**What the task asks**
Look in the data below for the line that contains "calls are no-ops". Copy that line and the remaining lines exactly.

**Information supplied**

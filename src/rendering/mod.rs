//! Scene & shader pipeline: frame updates, compositing and the wgpu backend.
//!
//! [`ScenePipeline`] owns the scene, its uniforms and the pass chain, and
//! drives any [`FrameRenderer`]. [`GpuRenderer`] is the wgpu implementation.

mod environment;
mod gpu;
mod passes;
mod pipeline;
mod post;

use thiserror::Error;

use crate::scene::{SceneState, UniformRegistry};

// Re-export public types
pub use environment::{
    EnvironmentCompletion, EnvironmentError, EnvironmentLoader, EnvironmentMap, EnvironmentSlot,
    FileEnvironmentLoader, LoadState,
};
pub use gpu::GpuRenderer;
pub use passes::{
    PassChain, PassKind, PassResolutions, ViewportSize, BLOOM_FACTORS, BLOOM_KERNEL_RADII,
    BLOOM_MIP_COUNT,
};
pub use pipeline::ScenePipeline;

/// Rendering errors
#[derive(Error, Debug)]
pub enum RenderError {
    #[error("Failed to create surface: {0}")]
    Surface(String),

    #[error("Failed to find suitable GPU adapter")]
    NoAdapter,

    #[error("Failed to request device: {0}")]
    Device(String),

    #[error("Failed to acquire frame: {0}")]
    Frame(#[from] wgpu::SurfaceError),

    #[error("Environment map {width}x{height} exceeds the {max} texel limit")]
    EnvironmentTooLarge { width: u32, height: u32, max: u32 },

    #[error("Renderer already disposed")]
    Disposed,
}

/// Everything a renderer needs to draw one frame
pub struct FrameSnapshot<'a> {
    pub scene: &'a SceneState,
    pub uniforms: &'a UniformRegistry,
    pub passes: &'a [PassKind],
}

/// Backend that owns GPU resources and turns a snapshot into pixels
pub trait FrameRenderer {
    /// Reallocate size-dependent targets
    fn resize(&mut self, resolutions: &PassResolutions);

    /// Upload and bind the reflection map to the sphere material
    fn bind_environment(&mut self, map: &EnvironmentMap) -> Result<(), RenderError>;

    /// Run the pass chain and present
    fn render(&mut self, frame: &FrameSnapshot<'_>) -> Result<(), RenderError>;

    /// Release every GPU resource; later calls are no-ops
    fn dispose(&mut self);
}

**Exercise response**
    /// Release every GPU resource; later calls are no-ops
    fn dispose(&mut self);
}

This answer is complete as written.